Durante a Idade Média e o Renascimento, o chamado Mundo Islâmico esteve em íntimo contacto com a Europa. Apesar da designação, não se tratava de um mundo unificado: abrangia o Médio Oriente, o Norte e a Costa Oriental de África, a Pérsia, a Índia, as ilhas que hoje formam a Indonésia. No século XVI, correspondia a duas grandes correntes religiosas, o Islão Sunita e o Islão Xiita e a três grandes impérios, o Otomano (Mediterrâneo), o Safávida (Pérsia) e o Mogol (Índia), também designados por “impérios da pólvora” por terem sido estabelecidos pelo uso de armas. Todos eles foram, individualmente, mecenas das artes e deixaram obras que nos ajudam a compreender melhor as suas épocas.

O importante espólio de arte do Mundo Islâmico da coleção do Museu Calouste Gulbenkian abrange diferentes origens e categorias, como a cerâmica, os têxteis e a arte do livro. Alguns exemplares constituem marcos artísticos de enorme relevância histórica.

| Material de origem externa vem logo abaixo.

//! Composer - the per-turn orchestrator
//!
//! Owns the only mutable state in the system (the session registry) and
//! runs the full pipeline for one conversation turn: pending-clarification
//! replay, classifier and state analysis in parallel, the pure decision
//! engine, advisory compatibility checks, response templating, and finally
//! the session update - which happens only on execute, and only when the
//! turn is still the newest one for its conversation.

mod turn;

use std::collections::HashMap;
use std::sync::{Arc, Mutex};

use chrono::Utc;
use eyre::Result;
use tracing::{debug, info, warn};

use sessionstore::{SessionError, SessionRegistry};

use crate::analyze::OutfitAnalyzer;
use crate::classify::{RequestClassifier, RequestKind};
use crate::compat;
use crate::domain::{GarmentItem, OutfitState};
use crate::engine::{self, ClarificationKind, DecisionAction, DecisionContext, DecisionResult};
use crate::llm::LlmClient;
use crate::prompts::PromptRegistry;
use crate::respond::ResponseGenerator;

pub use turn::{ClarificationContext, Replay, TurnOutcome, TurnRequest, replay_answer};

type Sessions = SessionRegistry<OutfitState, ClarificationContext>;

/// The orchestrating module; one per process, shared across conversations
pub struct Composer {
    classifier: RequestClassifier,
    analyzer: OutfitAnalyzer,
    responder: ResponseGenerator,
    /// Session state; short critical sections only
    sessions: Mutex<Sessions>,
    /// Per-conversation turn locks: turns of one conversation serialize,
    /// different conversations run fully concurrently
    turn_locks: Mutex<HashMap<String, Arc<tokio::sync::Mutex<()>>>>,
}

impl Composer {
    /// Build a composer around a language-understanding client
    pub fn new(llm: Arc<dyn LlmClient>) -> Result<Self> {
        Ok(Self {
            classifier: RequestClassifier::new(llm.clone(), PromptRegistry::new()?),
            analyzer: OutfitAnalyzer::new(llm, PromptRegistry::new()?),
            responder: ResponseGenerator::new()?,
            sessions: Mutex::new(SessionRegistry::new()),
            turn_locks: Mutex::new(HashMap::new()),
        })
    }

    /// Process one conversation turn end to end
    pub async fn process_turn(&self, request: TurnRequest) -> Result<TurnOutcome> {
        let turn_lock = self.turn_lock(&request.conversation_id);
        let _guard = turn_lock.lock().await;

        let current: Vec<GarmentItem> = request.current_items.iter().cloned().map(Into::into).collect();
        let candidates: Vec<GarmentItem> = request.candidate_items.iter().cloned().map(Into::into).collect();
        let baseline: Option<Vec<GarmentItem>> = request
            .baseline_items
            .as_ref()
            .map(|items| items.iter().cloned().map(Into::into).collect());

        let seq = request.turn_seq.unwrap_or_else(|| {
            self.with_sessions(|s| s.session_mut(&request.conversation_id).next_seq())
        });

        // A turn that is already out of date must not touch the session,
        // not even to consume a parked question
        if self.with_sessions(|s| s.session_mut(&request.conversation_id).is_stale(seq)) {
            warn!(conversation_id = %request.conversation_id, seq, "process_turn: stale turn discarded");
            return Ok(TurnOutcome {
                decision: DecisionResult::execute(vec![], vec![], "superseded by a newer turn"),
                response_text: String::new(),
                outfit: OutfitState::from_items(&current),
                clarification: None,
                compat: vec![],
                superseded: true,
            });
        }

        // A parked question is consumed by this turn either way: answered,
        // or displaced by the new request (last request wins)
        let pending = self.with_sessions(|s| s.session_mut(&request.conversation_id).take_pending());
        let replay = pending.as_ref().and_then(|ctx| replay_answer(ctx, &request.message, &current));
        if pending.is_some() && replay.is_none() {
            debug!(conversation_id = %request.conversation_id, "process_turn: pending clarification displaced");
        }

        let (kind, state, decision) = match replay {
            Some(Replay::Direct(decision)) => {
                let state = self.analyzer.analyze(&current).await;
                (RequestKind::SingleItem, state, decision)
            }
            Some(Replay::Dismissed) => {
                let state = self.analyzer.analyze(&current).await;
                let decision = DecisionResult::execute(vec![], vec![], "keeping the outfit as it is");
                (RequestKind::SingleItem, state, decision)
            }
            Some(Replay::Reroute {
                classification,
                candidates: replayed_candidates,
            }) => {
                let state = self.analyzer.analyze(&current).await;
                let decision = engine::decide(&DecisionContext {
                    classification: &classification,
                    state: &state,
                    candidates: &replayed_candidates,
                    baseline: baseline.as_deref(),
                });
                (classification.kind, state, decision)
            }
            None => {
                // The two external calls run in parallel within the turn
                let (classification, state) = tokio::join!(
                    self.classifier.classify(&request.message, &request.history),
                    self.analyzer.analyze(&current),
                );
                let decision = engine::decide(&DecisionContext {
                    classification: &classification,
                    state: &state,
                    candidates: &candidates,
                    baseline: baseline.as_deref(),
                });
                (classification.kind, state, decision)
            }
        };

        self.finish_turn(&request, seq, kind, state, decision, &current)
    }

    /// Apply the decision to session state and render the outcome
    fn finish_turn(
        &self,
        request: &TurnRequest,
        seq: u64,
        kind: RequestKind,
        state: OutfitState,
        decision: DecisionResult,
        current: &[GarmentItem],
    ) -> Result<TurnOutcome> {
        // Compat checks run over the proposed final list; a paused decision
        // proposes nothing yet
        let previewed = match decision.action {
            DecisionAction::Execute | DecisionAction::Suggest => apply_decision(current, &decision),
            DecisionAction::Clarify => current.to_vec(),
        };
        let compat = compat::check_all(&previewed);

        let new_state = match decision.action {
            DecisionAction::Execute => OutfitState::from_items(&previewed),
            _ => state,
        };

        let clarification = self.build_clarification(request, &decision);
        let changed = !decision.items_to_add.is_empty() || !decision.items_to_remove.is_empty();

        let superseded = self.with_sessions(|sessions| {
            let session = sessions.session_mut(&request.conversation_id);
            if !session.observe_turn(seq) {
                return true;
            }
            match decision.action {
                DecisionAction::Execute if changed => session.commit(new_state.clone()),
                DecisionAction::Execute => {}
                DecisionAction::Clarify | DecisionAction::Suggest => {
                    if let Some(ctx) = clarification.clone() {
                        if session.set_pending(ctx).is_some() {
                            debug!("finish_turn: pending clarification overwritten (last request wins)");
                        }
                    }
                }
            }
            false
        });

        if superseded {
            warn!(conversation_id = %request.conversation_id, seq, "finish_turn: stale turn discarded");
            return Ok(TurnOutcome {
                response_text: String::new(),
                outfit: new_state,
                clarification: None,
                compat,
                decision,
                superseded: true,
            });
        }

        let response_text = self.responder.render(kind, &decision, &new_state, &compat);
        info!(
            conversation_id = %request.conversation_id,
            action = %decision.action,
            added = decision.items_to_add.len(),
            removed = decision.items_to_remove.len(),
            regenerate = decision.regenerate_from_scratch,
            "turn complete"
        );

        Ok(TurnOutcome {
            response_text,
            outfit: new_state,
            clarification,
            compat,
            decision,
            superseded: false,
        })
    }

    /// Step the conversation back to its previous outfit snapshot
    pub async fn undo(&self, conversation_id: &str) -> Result<OutfitState, SessionError> {
        let turn_lock = self.turn_lock(conversation_id);
        let _guard = turn_lock.lock().await;
        self.with_sessions(|s| s.session_mut(conversation_id).undo())
    }

    /// Re-apply the most recently undone snapshot
    pub async fn redo(&self, conversation_id: &str) -> Result<OutfitState, SessionError> {
        let turn_lock = self.turn_lock(conversation_id);
        let _guard = turn_lock.lock().await;
        self.with_sessions(|s| s.session_mut(conversation_id).redo())
    }

    /// Peek at a conversation's parked clarification, if any
    pub fn pending_clarification(&self, conversation_id: &str) -> Option<ClarificationContext> {
        self.with_sessions(|s| s.session_mut(conversation_id).pending().cloned())
    }

    /// Build the context the caller must persist when the engine paused
    fn build_clarification(&self, request: &TurnRequest, decision: &DecisionResult) -> Option<ClarificationContext> {
        match decision.action {
            DecisionAction::Clarify => {
                let prompt = decision.clarification.as_ref()?;
                Some(ClarificationContext {
                    conversation_id: request.conversation_id.clone(),
                    kind: prompt.kind,
                    question: prompt.question.clone(),
                    options: prompt.options.clone(),
                    pending_add: decision.items_to_add.clone(),
                    pending_remove: decision.items_to_remove.clone(),
                    original_message: request.message.clone(),
                    created_at: Utc::now(),
                })
            }
            DecisionAction::Suggest => Some(ClarificationContext {
                conversation_id: request.conversation_id.clone(),
                kind: ClarificationKind::Approval,
                question: "Want me to go ahead?".to_string(),
                options: vec!["yes, go ahead".to_string(), "no, keep my outfit".to_string()],
                pending_add: decision.items_to_add.clone(),
                pending_remove: decision.items_to_remove.clone(),
                original_message: request.message.clone(),
                created_at: Utc::now(),
            }),
            DecisionAction::Execute => None,
        }
    }

    fn with_sessions<T>(&self, f: impl FnOnce(&mut Sessions) -> T) -> T {
        let mut sessions = self.sessions.lock().expect("session registry poisoned");
        f(&mut sessions)
    }

    fn turn_lock(&self, conversation_id: &str) -> Arc<tokio::sync::Mutex<()>> {
        let mut locks = self.turn_locks.lock().expect("turn lock map poisoned");
        locks.entry(conversation_id.to_string()).or_default().clone()
    }
}

/// current - removed + added, matching removals by (name, zone)
fn apply_decision(current: &[GarmentItem], decision: &DecisionResult) -> Vec<GarmentItem> {
    let mut result: Vec<GarmentItem> = current
        .iter()
        .filter(|item| {
            !decision
                .items_to_remove
                .iter()
                .any(|r| r.name == item.name && r.zone == item.zone)
        })
        .cloned()
        .collect();
    result.extend(decision.items_to_add.iter().cloned());
    result
}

É o caso de uma taça cerâmica Minai, decorada com cenas da corte persa e datada do final do século XII, representando um príncipe rodeado por jogadores de polo. A execução é primorosa e revela uma técnica, também ela, de enorme sofisticação para a época: a do reflexo metálico. É uma peça cozida duas vezes, a primeira a alta temperatura com um vidrado utilizado à base de óxido de estanho. Depois de ser pintada com óxidos metálicos e enxofre, a peça era novamente cozida, mas a baixa temperatura, criando uma película que cobre o vidrado e cujo efeito dá origem à designação “reflexo metálico”.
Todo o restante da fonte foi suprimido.